ベンチマーク結果を見ると、Atom N270プロセッサ+Intel 945GSE Expressチップセット/GMA950としては一般的な数値だ。Atomプロセッサを使ったネットブックでは、CPUがN270又はN280か、Zシリーズかによって使用するチップセットが違うものの、それぞれのアーキテクチャにおいて数値はほぼ一定となる。違いが出るとすればHDDの種類、もしくはSSDなど、メインで使用するドライブのデータ転送速度程度だ。ただし、HDBenchのグラフィック/BitBltの値がGMA950/WSVGAの時より明らかに下がっている。前回のSONY VAIO Wも同じ傾向だったので、解像度の影響だと思われる。

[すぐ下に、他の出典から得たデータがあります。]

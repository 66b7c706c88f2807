//! API Response types
//!
//! List envelopes and the error body returned by the backend.

use serde::{Deserialize, Serialize};

use crate::models::{Category, Task};

/// Paginated task list
#[derive(Debug, Clone, PartialEq, Serialize, Deserialize)]
pub struct TaskListResponse {
    pub tasks: Vec<Task>,
    pub total: u64,
    pub page: u32,
    pub size: u32,
}

impl TaskListResponse {
    /// Whether more pages follow the current one.
    pub fn has_more(&self) -> bool {
        (self.page as u64 + 1) * (self.size as u64) < self.total
    }
}

/// Paginated category list
#[derive(Debug, Clone, PartialEq, Serialize, Deserialize)]
pub struct CategoryListResponse {
    #[serde(default)]
    pub categories: Vec<Category>,
    pub total: u64,
    pub page: u32,
    pub size: u32,
}

/// Error body: `{"detail": "..."}`
///
/// Validation failures carry a list of field errors instead of a string,
/// so `detail` is kept as raw JSON.
#[derive(Debug, Clone, Serialize, Deserialize)]
pub struct ErrorResponse {
    pub detail: serde_json::Value,
}

impl ErrorResponse {
    /// Human readable message extracted from `detail`.
    pub fn message(&self) -> String {
        match &self.detail {
            serde_json::Value::String(s) => s.clone(),
            serde_json::Value::Array(items) => items
                .iter()
                .filter_map(|item| item.get("msg").and_then(|m| m.as_str()))
                .collect::<Vec<_>>()
                .join("; "),
            other => other.to_string(),
        }
    }
}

1つ気になる点として、パワーマネージメントの設定パネル「Energy Management」があげられる。ご覧のように全て英語のままなのだ。パワーユーザー対象であればとりあえずこのままでも問題無いが、ネットブックの場合、初心者の1台目のPCとして購入するケースも多く、日本語化を望みたい。
インスタントOS「Lenovo クイックスタート」。キーボード右上にある[電源S]キーを押すとインスタントOSが起動する。WebブラウザやSkypeが使える |
[電源S]キーで電源ONにすると約10秒でインスタントOSの「Lenovo クイックスタート」が立ち上がる。Linuxをベースにしたものでウェブブラウザー、音楽プレーヤー、フォト・ビューアー、Skypeなどが入っている。ただ登録されたアプリケーションのみの起動で、shなどコマンド形式のものはは実行できない。他の機種でもこの手のOSを内蔵しているネットブックがあるが、あまり使い道が無く不要に思えるのは筆者だけだろうか。
このように、高解像度にも対応したのは嬉しいが、残念なのは、この時期の発表にも関わらず、CPUはAtom N280プロセッサ(1.66GHz/FSB667MHz)ではなく、従来機そのままのAtom N270プロセッサ(1.6GHz/FSB533MHz)ということだ。N280を搭載したネットブックを数台触ったところ、体感速度でわかるほど速度向上する。ここだけは惜しい部分と言えよう。
液晶の解像度は、前回のSONY VAIO WのWXGAと比較すると一回り狭いものの、それでも一般的なWSVGAと比較をするとその差は明らか。しかも約5万円と値段も安い。たった5,000円程度の差であれば、もはや標準解像度1,024×600ドットのIdeaPad S10-2を選ぶ理由は見当たらない。画面が広くホビーでも仕事でもより快適に使える高解像度版のIdeaPad S10-2。お勧めの一台だ。